Satchidananda's teachings

The natural human state, Swami Satchidananda explained, was in essence peaceful and happy, but we tended to seek happiness outside ourselves. "Look at the people who run entire countries and have garnered great wealth" Satchidananda suggested Had they found happiness in power and possessions? Just as a scale has to register zero in order to accurately do its work, judgement must derive from a neutral vision of all things . This is the gift of yoga, a science of the mind, a grandsire of Western approaches to the mind." All you had to lose by practicing yoga was the ego that tormented you. Suffering, Satchidananda said, is nothing more than the burning up of your ego.

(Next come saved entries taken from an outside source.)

//! Saved proposal history.
//!
//! History is a newest-first list of [`SavedProposal`] records persisted as a
//! JSON array under [`STORAGE_KEY`] in a [`KeyValueStore`]. Loading and saving
//! never fail from the caller's point of view: a missing or corrupt entry loads
//! as an empty history, an unreadable record is skipped, and a failed save is
//! logged.

mod store;

pub use store::{FileStore, KeyValueStore, MemoryStore};

use log::{debug, warn};
use serde_json::Value;

use crate::error::{Error, Result};
use crate::model::SavedProposal;

/// Key under which history is stored.
pub const STORAGE_KEY: &str = "proposalforge_history";

/// Saved proposals, newest first.
#[derive(Debug, Clone, Default, PartialEq)]
pub struct History {
    proposals: Vec<SavedProposal>,
}

impl History {
    /// Create an empty history.
    pub fn new() -> Self {
        Self::default()
    }

    /// Load history from a store, degrading to empty on any failure.
    pub fn load<S: KeyValueStore + ?Sized>(store: &S) -> Self {
        match Self::try_load(store) {
            Ok(history) => {
                debug!("loaded {} saved proposals", history.len());
                history
            }
            Err(e) => {
                warn!("could not load proposal history, starting empty: {}", e);
                Self::default()
            }
        }
    }

    fn try_load<S: KeyValueStore + ?Sized>(store: &S) -> Result<Self> {
        let Some(bytes) = store.load(STORAGE_KEY)? else {
            return Ok(Self::default());
        };

        let Value::Array(records) = serde_json::from_slice::<Value>(&bytes)? else {
            return Err(Error::Storage("stored history is not a JSON array".to_string()));
        };

        let proposals = records
            .into_iter()
            .enumerate()
            .filter_map(|(index, record)| match serde_json::from_value::<SavedProposal>(record) {
                Ok(proposal) => Some(proposal),
                Err(e) => {
                    warn!("skipping unreadable history record {}: {}", index, e);
                    None
                }
            })
            .collect();
        Ok(Self { proposals })
    }

    /// Persist history to a store. Failures are logged, not returned.
    pub fn save<S: KeyValueStore + ?Sized>(&self, store: &S) {
        let result = serde_json::to_vec(&self.proposals)
            .map_err(Error::from)
            .and_then(|bytes| store.save(STORAGE_KEY, &bytes));
        if let Err(e) = result {
            warn!("could not save proposal history: {}", e);
        }
    }

    /// Add a proposal as the newest entry.
    pub fn record(&mut self, proposal: SavedProposal) {
        self.proposals.insert(0, proposal);
    }

    /// All proposals, newest first.
    pub fn proposals(&self) -> &[SavedProposal] {
        &self.proposals
    }

    /// Look up a proposal by id.
    pub fn get(&self, id: &str) -> Option<&SavedProposal> {
        self.proposals.iter().find(|p| p.id == id)
    }

    pub fn len(&self) -> usize {
        self.proposals.len()
    }

    pub fn is_empty(&self) -> bool {
        self.proposals.is_empty()
    }

    /// Proposals matching `filter`, newest first.
    pub fn filter(&self, filter: &HistoryFilter) -> Vec<&SavedProposal> {
        self.proposals.iter().filter(|p| filter.matches(p)).collect()
    }
}

impl From<Vec<SavedProposal>> for History {
    fn from(proposals: Vec<SavedProposal>) -> Self {
        Self { proposals }
    }
}

/// Search and project-type filter over history.
#[derive(Debug, Clone, Default, PartialEq)]
pub struct HistoryFilter {
    /// Case-insensitive substring of client name or proposal title
    pub query: String,

    /// Exact project type
    pub project_type: Option<String>,
}

impl HistoryFilter {
    pub fn new() -> Self {
        Self::default()
    }

    /// Set the search query.
    pub fn with_query(mut self, query: impl Into<String>) -> Self {
        self.query = query.into();
        self
    }

    /// Restrict to one project type.
    pub fn with_project_type(mut self, project_type: impl Into<String>) -> Self {
        self.project_type = Some(project_type.into());
        self
    }

    /// Whether `proposal` passes both filters.
    pub fn matches(&self, proposal: &SavedProposal) -> bool {
        if !self.query.trim().is_empty() {
            // Only surrounding blanks decide whether the query is active.
            let query = self.query.to_lowercase();
            let client = proposal.form_data.client_name.to_lowercase();
            let title = proposal
                .proposal_data
                .proposal_title
                .as_deref()
                .unwrap_or_default()
                .to_lowercase();
            if !client.contains(&query) && !title.contains(&query) {
                return false;
            }
        }

        match &self.project_type {
            Some(project_type) => proposal.form_data.project_type == *project_type,
            None => true,
        }
    }
}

Karma-lessons you’d failed to learn returning in the form of experience (what some people call good and bad luck) encompassed a vision of a morally resonant past in which you’d played a role. Karma was truth stored like seeds "in the granary of your mind", as Satchidananda put it.

Yoga also addressed issues of health and seemed to offer an avenue to understanding and controlling your actions.

One of the central tenets of Integral Yoga was contained in the statement "Truth is one, paths are many". Yoga’s`promise of better health also appealed to [many].

Satchidananda’s speaking voice was like a warm breeze, like music, sensuous and soothing. It [could make your] eyes blur. He’d break into a little song, then quote from Hindu scripture, then from a Christian text. Sometimes he’d offer an aphorism in his native Tamil. He ended many sentences with a parental, slightly mocking Hmm? That always drew an appreciative laugh from the crowd.

The guru clearly enjoyed playing word games with his second language. "You might be after a diamond- you are mad after it, dying for it. That is why it is called a die-mond".

More wants, less pleasure, less joy, he’d chant like a beat poet reading from his works.

"Yoga means taking it easy" he said smiling as if he’d told a joke. "It means leaving dis-ease for ease". He seemed a living embodiment of the peace she had always desired. "The purpose of yoga is to be everywhere at home, to go anywhere at all and still be at home". He had the kind of eyes that could just swallow you up.

At the Connecticut Ashram - page 389

Integral Yoga [had a] ashram in rural Pomfret, Connecticut, where [initiates] donned white robes. Others were there wearing saffron-colored garments. These were the sannyasin, disciples willing to renounce family, worldly goods, and a long list of physical and sensory experiences in order to be swamis. The light reddish color of their robes represented the fire to which they symbolically consigned body, mind and "all that could be called one’s own" in order to become true "instruments of the Divine".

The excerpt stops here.